Li Pengyun, Jiang Xin, Gu Ruirui, Tian He, Qu Da-Hui
Key Laboratory for Advanced Materials and Joint International Research Laboratory of Precision Chemistry and Molecular Engineering, Feringa Nobel Prize Scientist Joint Research Center, Frontiers Science Center for Materiobiology and Dynamic Chemistry, Institute of Fine Chemicals, School of Chemistry and Molecular Engineering, East China University of Science and Technology, 130 Meilong Road, Shanghai, 200237, P. R. China.
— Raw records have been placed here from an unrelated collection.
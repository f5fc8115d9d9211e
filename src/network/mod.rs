//! Network Layer
//!
//! Outbound updates to remote viewers. Transport is the host's concern:
//! delivery is assumed reliable and in order, so the engine only decides
//! what to send and to whom.

pub mod protocol;
pub mod recorder;

pub use protocol::{MotionUpdate, ParticleRender};
pub use recorder::{RecordingBroadcaster, Sent};

use crate::world::ViewerId;

/// Delivers engine updates to viewers.
pub trait Broadcaster: Send + Sync {
    /// Deliver a relative move to `viewers`.
    fn send_motion(&self, viewers: &[ViewerId], update: &MotionUpdate);

    /// Deliver a particle render call to `viewers`.
    fn send_particles(&self, viewers: &[ViewerId], render: &ParticleRender);
}
//! Caller-held effect handles.
//!
//! A handle never owns engine state. It shares a status cell with the
//! running effect and holds a weak reference back to whatever can cancel
//! it, so dropping the engine leaves old handles inert.

use std::fmt;
use std::sync::atomic::{AtomicBool, Ordering};
use std::sync::{Arc, Weak};

use serde::{Serialize, Deserialize};
use uuid::Uuid;

/// Unique effect identifier.
#[derive(Clone, Copy, Debug, PartialEq, Eq, PartialOrd, Ord, Hash, Serialize, Deserialize)]
pub struct EffectId(pub Uuid);

impl EffectId {
    /// Fresh random id.
    pub fn new() -> Self {
        Self(Uuid::new_v4())
    }
}

impl Default for EffectId {
    fn default() -> Self {
        Self::new()
    }
}

impl fmt::Display for EffectId {
    fn fmt(&self, f: &mut fmt::Formatter<'_>) -> fmt::Result {
        write!(f, "{}", self.0)
    }
}

/// Which engine runs the effect.
#[derive(Clone, Copy, Debug, PartialEq, Eq, Hash, Serialize, Deserialize)]
pub enum EffectKind {
    /// Render-only particles
    Particle,
    /// Proxy body
    Entity,
}

/// Lifecycle flags shared between an effect and its handles.
#[derive(Debug, Default)]
pub struct EffectStatus {
    finished: AtomicBool,
    cancelled: AtomicBool,
}

impl EffectStatus {
    /// Mark finished. Returns true on the first call.
    pub fn finish(&self) -> bool {
        !self.finished.swap(true, Ordering::AcqRel)
    }

    /// Mark cancelled and finished. Returns true on the first call.
    pub fn cancel(&self) -> bool {
        let first = !self.cancelled.swap(true, Ordering::AcqRel);
        self.finished.store(true, Ordering::Release);
        first
    }

    /// Whether the effect has ended for any reason.
    pub fn is_finished(&self) -> bool {
        self.finished.load(Ordering::Acquire)
    }

    /// Whether the effect was cancelled.
    pub fn is_cancelled(&self) -> bool {
        self.cancelled.load(Ordering::Acquire)
    }
}

/// Something that can cancel an effect by id.
pub trait Canceller: Send + Sync {
    /// Request removal of `id`. Unknown or finished ids are ignored.
    fn cancel_effect(&self, id: EffectId);
}

/// Non-owning reference to a running effect.
#[derive(Clone)]
pub struct EffectHandle {
    id: EffectId,
    kind: EffectKind,
    status: Arc<EffectStatus>,
    canceller: Weak<dyn Canceller>,
}

impl EffectHandle {
    /// Handle bound to a status cell and a canceller.
    pub fn new(id: EffectId, kind: EffectKind, status: Arc<EffectStatus>, canceller: Weak<dyn Canceller>) -> Self {
        Self { id, kind, status, canceller }
    }

    /// Effect id.
    pub fn id(&self) -> EffectId {
        self.id
    }

    /// Effect kind.
    pub fn kind(&self) -> EffectKind {
        self.kind
    }

    /// Whether the effect has ended, by completion or cancellation.
    pub fn is_finished(&self) -> bool {
        self.status.is_finished()
    }

    /// Whether the effect was cancelled.
    pub fn is_cancelled(&self) -> bool {
        self.status.is_cancelled()
    }

    /// Stop the effect. No further ticks fire for it.
    pub fn cancel(&self) {
        if self.status.is_finished() {
            return;
        }
        if let Some(canceller) = self.canceller.upgrade() {
            canceller.cancel_effect(self.id);
        }
    }
}

impl fmt::Debug for EffectHandle {
    fn fmt(&self, f: &mut fmt::Formatter<'_>) -> fmt::Result {
        f.debug_struct("EffectHandle")
            .field("id", &self.id)
            .field("kind", &self.kind)
            .field("status", &self.status)
            .finish()
    }
}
Angew Chem Int Ed Engl. 2024 Aug 12;63(33):e202406708. doi: 10.1002/anie.202406708. Epub 2024 Jul 16.
Covalent adaptable networks (CANs), leveraging the dynamic exchange of covalent bonds, emerge as a promising material to address the challenge of irreversible cross-linking in thermosetting polymers. In this work, we explore the introduction of a catalyst-free and associative C=C/C=N metathesis reaction into thermosetting polyurethanes, creating CANs with superior stability, solvent resistance, and thermal/mechanical properties. By incorporating this dynamic exchange reaction, stress-relaxation is significantly accelerated compared to imine-bond-only networks, with the rate adjustable by modifying substituents in the ortho position of the dynamic double bonds. The obtained plasticity enables recycle without altering the chemical structure or mechanical properties, and is also found to be vital for achieving shape memory functions with complex spatial structures. This metathesis reaction as a new dynamic crosslinker of polymer networks has the potential to accelerate the ongoing exploration of malleable and functional thermoset polymers.
共价自适应网络(CANs)利用共价键的动态交换,成为解决热固性聚合物不可逆交联挑战的一种有前途的材料。在这项工作中,我们探索将无催化剂且具有缔合性的C=C/C=N复分解反应引入热固性聚氨酯中,从而制备出具有卓越稳定性、耐溶剂性以及热/机械性能的CANs。通过引入这种动态交换反应,与仅含亚胺键的网络相比,应力松弛显著加速,且速率可通过改变动态双键邻位的取代基进行调节。所获得的可塑性使得材料能够在不改变化学结构或机械性能的情况下进行回收利用,并且还发现其对于实现具有复杂空间结构的形状记忆功能至关重要。这种复分解反应作为聚合物网络的一种新型动态交联剂,有潜力加速对可延展且功能性热固性聚合物的持续探索。